== WHAT IS BEING ASKED ==
Could the data below be copied out in full, word for word?

PROVIDED RECORDS Start Marker

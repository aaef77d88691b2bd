//! Frame checksums
//!
//! Two bitwise (table-free) CRCs guard every frame:
//! 1. CRC-8 over the first three header bytes (sync, length, version)
//! 2. CRC-16 over the whole frame except its trailing two checksum bytes
//!
//! Both take input and produce output least-significant-bit first
//! (reflected) and apply no output XOR. The shift register therefore runs
//! in the reflected domain: polynomial and initial value are bit-reversed
//! once, and each byte is XORed into the low end of the register.

use tracing::trace;

/// CRC-8 polynomial (normal form)
pub const CRC8_POLY: u8 = 0x31;

/// CRC-8 initial value (normal form)
pub const CRC8_INIT: u8 = 0xEE;

/// CRC-16 polynomial (normal form)
pub const CRC16_POLY: u16 = 0x1021;

/// CRC-16 initial value (normal form)
pub const CRC16_INIT: u16 = 0x496C;

/// Calculate the header checksum
///
/// # Examples
///
/// ```
/// use djilive_core::checksum;
///
/// assert_eq!(checksum::crc8(&[0x55, 0x0E, 0x04]), 0x66);
/// ```
pub fn crc8(data: &[u8]) -> u8 {
    let poly = CRC8_POLY.reverse_bits();
    let mut crc = CRC8_INIT.reverse_bits();

    for &byte in data {
        crc ^= byte;
        for _ in 0..8 {
            crc = if crc & 1 != 0 { (crc >> 1) ^ poly } else { crc >> 1 };
        }
    }

    crc
}

/// Calculate the frame checksum
///
/// # Examples
///
/// ```
/// use djilive_core::checksum;
///
/// assert_eq!(checksum::crc16(b"123456789"), 0x7109);
/// ```
pub fn crc16(data: &[u8]) -> u16 {
    let poly = CRC16_POLY.reverse_bits();
    let mut crc = CRC16_INIT.reverse_bits();

    for &byte in data {
        crc ^= u16::from(byte);
        for _ in 0..8 {
            crc = if crc & 1 != 0 { (crc >> 1) ^ poly } else { crc >> 1 };
        }
    }

    trace!(
        len = data.len(),
        checksum = format!("0x{:04X}", crc),
        "Calculated frame checksum"
    );

    crc
}

/// Verify header checksum
pub fn verify_crc8(data: &[u8], expected: u8) -> bool {
    crc8(data) == expected
}

/// Verify frame checksum
pub fn verify_crc16(data: &[u8], expected: u16) -> bool {
    crc16(data) == expected
}
//! # djilive-core
//!
//! Core protocol implementation for DJI cameras over Bluetooth LE.
//!
//! This crate provides the low-level protocol primitives:
//! - Frame structure and encoding/decoding
//! - Checksum calculation
//! - Request routing and payload encoders
//! - Camera identification from advertising data
//! - The live stream session state machine

pub mod checksum;
pub mod command;
pub mod constants;
pub mod error;
pub mod frame;
pub mod model;
pub mod payload;
pub mod session;

pub use command::Request;
pub use error::{Error, Result};
pub use frame::Frame;
pub use session::{
    validate_pairing_pin, Effect, Event, Session, SessionConfig, SessionState, Watchdog,
};
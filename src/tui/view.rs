use crate::model::parser::FIELD_LABELS;
use crate::tui::state::AppState;
use ratatui::{
    Frame,
    layout::{Alignment, Constraint, Direction, Layout},
    style::{Color, Modifier, Style},
    text::{Line, Span},
    widgets::{Block, Borders, List, ListItem, Paragraph, Wrap},
};

pub fn draw(f: &mut Frame, state: &mut AppState) {
    // 1. Layout: Main Body (Top) vs Footer (Bottom 3 lines)
    let v_chunks = Layout::default()
        .direction(Direction::Vertical)
        .constraints([Constraint::Min(0), Constraint::Length(3)].as_ref())
        .split(f.area());

    let h_chunks = Layout::default()
        .direction(Direction::Horizontal)
        .constraints([Constraint::Length(32), Constraint::Min(0)])
        .split(v_chunks[0]);

    // --- Entry Form ---
    let field_items: Vec<ListItem> = FIELD_LABELS
        .iter()
        .enumerate()
        .map(|(i, label)| {
            let value = state.form.get(i);
            let line = if i == state.focused {
                format!("{}: {}_", label, value)
            } else {
                format!("{}: {}", label, value)
            };
            ListItem::new(Line::from(vec![Span::raw(line)]))
        })
        .collect();

    let form = List::new(field_items)
        .block(Block::default().borders(Borders::ALL).title(" Event Form "))
        .highlight_style(
            Style::default()
                .add_modifier(Modifier::BOLD)
                .bg(Color::DarkGray),
        );
    f.render_stateful_widget(form, h_chunks[0], &mut state.list_state);

    // --- Schedule Pane ---
    let schedule = Paragraph::new(state.output.clone())
        .wrap(Wrap { trim: false })
        .block(Block::default().borders(Borders::ALL).title(" Schedule "));
    f.render_widget(schedule, h_chunks[1]);

    // --- Footer: Status (Left) / Shortcuts (Right) ---
    let footer_chunks = Layout::default()
        .direction(Direction::Horizontal)
        .constraints([Constraint::Percentage(50), Constraint::Percentage(50)])
        .split(v_chunks[1]);

    let status_color = if state.message.starts_with("Error") {
        Color::Red
    } else {
        Color::Cyan
    };
    let status = Paragraph::new(state.message.clone())
        .style(Style::default().fg(status_color))
        .block(
            Block::default()
                .borders(Borders::LEFT | Borders::TOP | Borders::BOTTOM)
                .title(" Status "),
        );

    let shortcuts = "^B:Block | Enter:View | ^D:Del | ^R:Recur | Esc:Quit";
    let help = Paragraph::new(shortcuts)
        .style(Style::default().fg(Color::DarkGray))
        .alignment(Alignment::Right)
        .block(
            Block::default()
                .borders(Borders::RIGHT | Borders::TOP | Borders::BOTTOM)
                .title(" Actions "),
        );

    f.render_widget(status, footer_chunks[0]);
    f.render_widget(help, footer_chunks[1]);
}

PROVIDED RECORDS End Marker

== RESPONSE ==
repository aaef77d88691b2bd
//! Frame checksums
//!
//! Two bitwise (table-free) CRCs guard every frame:
//! 1. CRC-8 over the first three header bytes (sync, length, version)
//! 2. CRC-16 over the whole frame except its trailing two checksum bytes
//!
//! Both take input and produce output least-significant-bit first
//! (reflected) and apply no output XOR. The shift register therefore runs
//! in the reflected domain: polynomial and initial value are bit-reversed
//! once, and each byte is XORed into the low end of the register.

use tracing::trace;

/// CRC-8 polynomial (normal form)
pub const CRC8_POLY: u8 = 0x31;

/// CRC-8 initial value (normal form)
pub const CRC8_INIT: u8 = 0xEE;

/// CRC-16 polynomial (normal form)
pub const CRC16_POLY: u16 = 0x1021;

/// CRC-16 initial value (normal form)
pub const CRC16_INIT: u16 = 0x496C;

/// Calculate the header checksum
///
/// # Examples
///
/// ```
/// use djilive_core::checksum;
///
/// assert_eq!(checksum::crc8(&[0x55, 0x0E, 0x04]), 0x66);
/// ```
pub fn crc8(data: &[u8]) -> u8 {
    let poly = CRC8_POLY.reverse_bits();
    let mut crc = CRC8_INIT.reverse_bits();

    for &byte in data {
        crc ^= byte;
        for _ in 0..8 {
            crc = if crc & 1 != 0 { (crc >> 1) ^ poly } else { crc >> 1 };
        }
    }

    crc
}

/// Calculate the frame checksum
///
/// # Examples
///
/// ```
/// use djilive_core::checksum;
///
/// assert_eq!(checksum::crc16(b"123456789"), 0x7109);
/// ```
pub fn crc16(data: &[u8]) -> u16 {
    let poly = CRC16_POLY.reverse_bits();
    let mut crc = CRC16_INIT.reverse_bits();

    for &byte in data {
        crc ^= u16::from(byte);
        for _ in 0..8 {
            crc = if crc & 1 != 0 { (crc >> 1) ^ poly } else { crc >> 1 };
        }
    }

    trace!(
        len = data.len(),
        checksum = format!("0x{:04X}", crc),
        "Calculated frame checksum"
    );

    crc
}

/// Verify header checksum
pub fn verify_crc8(data: &[u8], expected: u8) -> bool {
    crc8(data) == expected
}

/// Verify frame checksum
pub fn verify_crc16(data: &[u8], expected: u16) -> bool {
    crc16(data) == expected
}
//! # djilive-core
//!
//! Core protocol implementation for DJI cameras over Bluetooth LE.
//!
//! This crate provides the low-level protocol primitives:
//! - Frame structure and encoding/decoding
//! - Checksum calculation
//! - Request routing and payload encoders
//! - Camera identification from advertising data
//! - The live stream session state machine

pub mod checksum;
pub mod command;
pub mod constants;
pub mod error;
pub mod frame;
pub mod model;
pub mod payload;
pub mod session;

pub use command::Request;
pub use error::{Error, Result};
pub use frame::Frame;
pub use session::{
    validate_pairing_pin, Effect, Event, Session, SessionConfig, SessionState, Watchdog,
};
filename src/tui/view.rs
use crate::model::parser::FIELD_LABELS;
use crate::tui::state::AppState;
use ratatui::{
    Frame,
    layout::{Alignment, Constraint, Direction, Layout},
    style::{Color, Modifier, Style},
    text::{Line, Span},
    widgets::{Block, Borders, List, ListItem, Paragraph, Wrap},
};

pub fn draw(f: &mut Frame, state: &mut AppState) {
    // 1. Layout: Main Body (Top) vs Footer (Bottom 3 lines)
    let v_chunks = Layout::default()
        .direction(Direction::Vertical)
        .constraints([Constraint::Min(0), Constraint::Length(3)].as_ref())
        .split(f.area());

    let h_chunks = Layout::default()
        .direction(Direction::Horizontal)
        .constraints([Constraint::Length(32), Constraint::Min(0)])
        .split(v_chunks[0]);

    // --- Entry Form ---
    let field_items: Vec<ListItem> = FIELD_LABELS
        .iter()
        .enumerate()
        .map(|(i, label)| {
            let value = state.form.get(i);
            let line = if i == state.focused {
                format!("{}: {}_", label, value)
            } else {
                format!("{}: {}", label, value)
            };
            ListItem::new(Line::from(vec![Span::raw(line)]))
        })
        .collect();

    let form = List::new(field_items)
        .block(Block::default().borders(Borders::ALL).title(" Event Form "))
        .highlight_style(
            Style::default()
                .add_modifier(Modifier::BOLD)
                .bg(Color::DarkGray),
        );
    f.render_stateful_widget(form, h_chunks[0], &mut state.list_state);

    // --- Schedule Pane ---
    let schedule = Paragraph::new(state.output.clone())
        .wrap(Wrap { trim: false })
        .block(Block::default().borders(Borders::ALL).title(" Schedule "));
    f.render_widget(schedule, h_chunks[1]);

    // --- Footer: Status (Left) / Shortcuts (Right) ---
    let footer_chunks = Layout::default()
        .direction(Direction::Horizontal)
        .constraints([Constraint::Percentage(50), Constraint::Percentage(50)])
        .split(v_chunks[1]);

    let status_color = if state.message.starts_with("Error") {
        Color::Red
    } else {
        Color::Cyan
    };
    let status = Paragraph::new(state.message.clone())
        .style(Style::default().fg(status_color))
        .block(
            Block::default()
                .borders(Borders::LEFT | Borders::TOP | Borders::BOTTOM)
                .title(" Status "),
        );

    let shortcuts = "^B:Block | Enter:View | ^D:Del | ^R:Recur | Esc:Quit";
    let help = Paragraph::new(shortcuts)
        .style(Style::default().fg(Color::DarkGray))
        .alignment(Alignment::Right)
        .block(
            Block::default()
                .borders(Borders::RIGHT | Borders::TOP | Borders::BOTTOM)
                .title(" Actions "),
        );

    f.render_widget(status, footer_chunks[0]);
    f.render_widget(help, footer_chunks[1]);
}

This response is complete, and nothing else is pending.